Not exactly the same as Paul Revere’s ride, the event 234 years memorialized by Henry Wadsworth Longfellow’s poem and remembered in Massachusetts with Patriot’s Day.  With apologies to Hank, I offer this little ditty to memorialize the event occurring this year..

Listen my public and you shall cuss
About the COBRA part of the stimulus
Twas the eighteenth of April in twenty O nine
When out was tossed a feeble life line

Those who imagine that a “government run” health care system might mean more bureaucracy should spend some time familiarizing themselves with COBRA.

Certainly since the ARRA law was signed on February 19th and the regulations and additional “guidance” were released on March 30th, there has been ample opportunity.  Our office has been flooded with solicitations for seminars and webinars, and guidance form assorted professional organizations.

It is a sad reflection on the values of our society that an event as disruptive as job loss is compounded by the loss of health insurance.  COBRA was designed to alleviate that somewhat by permitting people to continue on their employer’s plan as long as they paid the full cost.  Very few – only those with expensive on going treatments – take advantage of it. 

Those interested in more information about regular COBRA should visit the Department of Labor website.  If you are interested in COBRA under the ARRA, visit the CMS website.

The Obama Plan attempts to make COBRA more affordable for some people.  That’s what our government does best.  Programs for some people.  Programs for everyone are a lot simpler and a lot fairer.  Those are called Entitlements.  Those are bad according to those on the right.

Programs for some people are called Bureaucracies.  Those are bad too, but not quite as bad as Entitlements. Because the programs are only for “some people”, Bureaucracies have to make complicated rules that describe who the “some people” are and the tortuous route that need to travel to get whatever it is they are seeking.

So our plan had 2-4 weeks to learn about the new COBRA notice requirements, and send notices to approximately 100 people who may have been involuntarily terminated since September 1, 2008.

I start out by signing up for one of the free webinar’s, instead of paying the $150-$200 to those who exploit the economic opportunity offered by ARRA.

Then I need to wade through the four pages of guidance provided by our consulting firm and the six pages offered by our lawyer (for free of course) so that I can decode which notice I send out to whom.
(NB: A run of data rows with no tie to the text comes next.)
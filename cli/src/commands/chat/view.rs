//! # Chat View State
//!
//! File: cli/src/commands/chat/view.rs
//!
//! ## Overview
//!
//! `ChatView` is the in-memory state of the chat screen: the conversation
//! list, the selected conversation and its visible messages. Every operation
//! is one awaited request sequence and leaves the view in a stable state,
//! whether it succeeds or fails.
//!
//! ## Sending
//!
//! 1. Blank input or no selection is rejected before any request.
//! 2. The user message is appended optimistically.
//! 3. On success the assistant reply is appended after it.
//! 4. On failure the optimistic message is removed again and a mapped message
//!    is returned.
//! 5. If the visible message count crossed the summarization threshold during
//!    this send, the conversation is summarized once and a returned title
//!    replaces the local one. A failed summary is only logged.
//!
use crate::common::api::{endpoints, ApiClient, ApiError};
use crate::common::models::{
    AssistantReply, Conversation, Message, MessageRole, NewConversation, OutgoingMessage,
    SummaryResponse,
};
use crate::core::context::AppContext;
use crate::core::error::ChatdeskError;
use tracing::{debug, info, warn};

type ViewResult<T> = std::result::Result<T, ChatdeskError>;

/// What a successful send produced.
#[derive(Debug, Clone)]
pub struct SendOutcome {
    pub reply: Message,
    /// New conversation title, when summarization ran and returned one.
    pub new_title: Option<String>,
}

pub struct ChatView {
    api: ApiClient,
    default_title: String,
    summarize_threshold: usize,
    conversations: Vec<Conversation>,
    selected: Option<i64>,
    messages: Vec<Message>,
}

impl ChatView {
    pub fn new(ctx: &AppContext) -> Self {
        Self {
            api: ctx.api.clone(),
            default_title: ctx.config.chat.default_title.clone(),
            summarize_threshold: ctx.config.chat.summarize_threshold,
            conversations: Vec::new(),
            selected: None,
            messages: Vec::new(),
        }
    }

    pub fn conversations(&self) -> &[Conversation] {
        &self.conversations
    }

    pub fn selected(&self) -> Option<&Conversation> {
        let id = self.selected?;
        self.conversations.iter().find(|c| c.id == id)
    }

    pub fn selected_id(&self) -> Option<i64> {
        self.selected
    }

    pub fn messages(&self) -> &[Message] {
        &self.messages
    }

    /// Loads the conversation list.
    pub async fn mount(&mut self) -> ViewResult<()> {
        let list: Vec<Conversation> = self
            .api
            .get(endpoints::CONVERSATIONS)
            .await
            .map_err(|e| ChatdeskError::api("Failed to fetch conversations", e))?;
        debug!("Loaded {} conversations", list.len());
        self.conversations = list;
        Ok(())
    }

    /// Creates a conversation, appends it to the list and selects it.
    pub async fn create_conversation(&mut self, title: Option<&str>) -> ViewResult<&Conversation> {
        let title = title
            .map(str::trim)
            .filter(|t| !t.is_empty())
            .unwrap_or(self.default_title.as_str())
            .to_string();
        let created: Conversation = self
            .api
            .post(endpoints::CONVERSATIONS, &NewConversation { title })
            .await
            .map_err(|e| ChatdeskError::api("Error creating conversation", e))?;
        info!("Created conversation {} ('{}')", created.id, created.title);

        self.selected = Some(created.id);
        self.messages = created.messages.clone();
        self.conversations.push(created);
        let idx = self.conversations.len() - 1;
        Ok(&self.conversations[idx])
    }

    /// Selects a conversation and replaces the visible messages with the
    /// server's copy. The previous selection is kept if the fetch fails.
    pub async fn select(&mut self, id: i64) -> ViewResult<&Conversation> {
        let fetched: Conversation = self
            .api
            .get(&endpoints::conversation(id))
            .await
            .map_err(|e| {
                let message = match &e {
                    ApiError::NotFound { .. } => "Conversation does not exist or has been deleted",
                    _ => "Failed to load conversation",
                };
                ChatdeskError::api(message, e)
            })?;

        self.selected = Some(fetched.id);
        self.messages = fetched.messages.clone();
        let idx = match self.conversations.iter().position(|c| c.id == fetched.id) {
            Some(idx) => {
                self.conversations[idx] = fetched;
                idx
            }
            None => {
                self.conversations.push(fetched);
                self.conversations.len() - 1
            }
        };
        Ok(&self.conversations[idx])
    }

    /// Sends one user message to the selected conversation.
    pub async fn send_message(&mut self, text: &str) -> ViewResult<SendOutcome> {
        let content = text.trim();
        if content.is_empty() {
            return Err(ChatdeskError::EmptyMessage);
        }
        let conversation_id = self.selected.ok_or(ChatdeskError::NoConversationSelected)?;

        let before = self.messages.len();
        self.messages.push(Message::local(MessageRole::User, content));

        let payload = OutgoingMessage {
            content: content.to_string(),
            role: MessageRole::User,
        };
        let reply: AssistantReply = match self
            .api
            .post(&endpoints::chat_messages(conversation_id), &payload)
            .await
        {
            Ok(reply) => reply,
            Err(e) => {
                self.messages.truncate(before);
                let message = send_failure_message(&e);
                return Err(ChatdeskError::api(message, e));
            }
        };

        let reply = reply.into_message();
        self.messages.push(reply.clone());
        let after = self.messages.len();

        let new_title = if crosses_threshold(before, after, self.summarize_threshold) {
            self.summarize(conversation_id).await
        } else {
            None
        };
        Ok(SendOutcome { reply, new_title })
    }

    async fn summarize(&mut self, conversation_id: i64) -> Option<String> {
        debug!("Summarizing conversation {}", conversation_id);
        let summary: SummaryResponse = match self
            .api
            .post(&endpoints::chat_summarize(conversation_id), &serde_json::json!({}))
            .await
        {
            Ok(summary) => summary,
            Err(e) => {
                warn!("Failed to update conversation title: {}", e);
                return None;
            }
        };

        let title = summary.title.filter(|t| !t.trim().is_empty())?;
        if let Some(conv) = self.conversations.iter_mut().find(|c| c.id == conversation_id) {
            conv.title = title.clone();
        }
        info!("Conversation {} retitled to '{}'", conversation_id, title);
        Some(title)
    }
}

/// True when a send moved the visible count from below `threshold` to at or
/// above it.
pub fn crosses_threshold(before: usize, after: usize, threshold: usize) -> bool {
    before < threshold && after >= threshold
}

/// Text shown for a failed send.
pub fn send_failure_message(err: &ApiError) -> &'static str {
    match err.status() {
        Some(401) => "Login expired, please log in again",
        Some(404) => "Conversation does not exist or has been deleted",
        Some(code) if (500..600).contains(&code) => "Server error, please try again later",
        Some(_) => "Failed to send message, please check your network connection",
        None if err.is_network() => "Network error, please check your network connection",
        None => "Failed to send message, please check your network connection",
    }
}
Is it the  16 page new Standard Notice that is sent to qualified beneficiaries with qualifying events occurring between September 1, 2008 and February 16, 2009 who: (1) have not yet received an election notice; (2) received an election notice that did not contain information about the ARRA subsidy; or (3) are currently in their election period.

Is it the 11 page Supplemental Notice that is sent to qualified beneficiaries with qualifying events occurring between September 1, 2008 and February 16, 2009 who have already elected and still have COBRA coverage?

Or is the 15 page Additional Notice to be sent to qualified beneficiaries with qualifying events that occurred between September 1, 2008 and February 16, 2009 who are or who would be “Assistance Eligible Individuals” but are not enrolled in COBRA coverage.  This includes individuals who either failed to elect COBRA when first eligible, or who elected it and later dropped the coverage.

The fifteen pager won out, and I hope we are right.  We had no one currently on COBRA who fell into the category of “involuntarily terminated”.

All of this economic activity occurs with no direct connection to medical care.  It is what is referred to by those in the single payer camp as “administrative waste.”  It is what would be saved when we move to a single health care program for everyone instead of different programs for “some people.”

Meanwhile, I do hope that some of the “some people” will benefit from this life line as feeble as it may be.